1948 American television series

The Wendy Barrie Show (also known as Inside Photoplay, Photoplay Time, Through Wendy's Window, and Who's Who With Wendy Barrie) is an American talk show hosted by Wendy Barrie, which aired from November 10, 1948, to September 27, 1950.

==Broadcast history==
The Wendy Barrie Show is notable as one of the first examples of a televised talk show. It aired separately on ABC, DuMont, and NBC, debuting on ABC on November 10, 1948 (Wednesday), at 8:30 pm ET as the sketch comedy Inside Photoplay before switching to Mondays in September–December 1949 as Photoplay Time, then becoming Through Wendy's Window in August–September 1950 The DuMont version aired from 2:30 to 3:00 pm ET from January 17, 1949 (Monday), to July 13, 1949 (Wednesday).
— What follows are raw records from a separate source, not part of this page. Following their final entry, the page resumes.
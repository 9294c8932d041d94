//! Shared type definitions

mod asset;
mod pane;
mod stats;

pub use asset::{parse_id, Asset, AssetCategory, ProtocolError, RemoteApp, Service, Target};
pub use pane::{PaneKey, TabInfo};
pub use stats::{CpuInfo, FsInfo, NetworkInfo, Stats};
The NBC version debuted on February 21, 1950. It aired Tuesdays and Thursdays from 7:30 to 7:45 pm Eastern Time, with the final episode airing on September 27, 1950. Martin Goodman was the producer, and Alan Neuman was the director.

The series stars Wendy Barrie, a film and television actress with over 40 films to her credit.

According to the book What Women Watched: Daytime Television in the 1950s (University of Texas Press, 2005) by Marsha Cassidy, the DuMont daytime schedule beginning in January 1949 was:

- 10–10:30 am Johnny Olson's Rumpus Room
- 10:30–11 am Welcome, Neighbors
- 11 am–12noon The Stan Shaw Show
- 12noon–12:15 pm Amanda
- 12:15–12:30 pm Man in the Street
- 12:30–12:45 pm Camera Headlines
- 12:45–1 pm Fashions in Song
- 1–1:30 pm Okay, Mother
- 2:30–3 pm Inside Photoplay (The Wendy Barrie Show)
- 3–3:15 pm The Needle Shop
- 3:15–3:30 pm Vincent Lopez Speaking (The Vincent Lopez Show)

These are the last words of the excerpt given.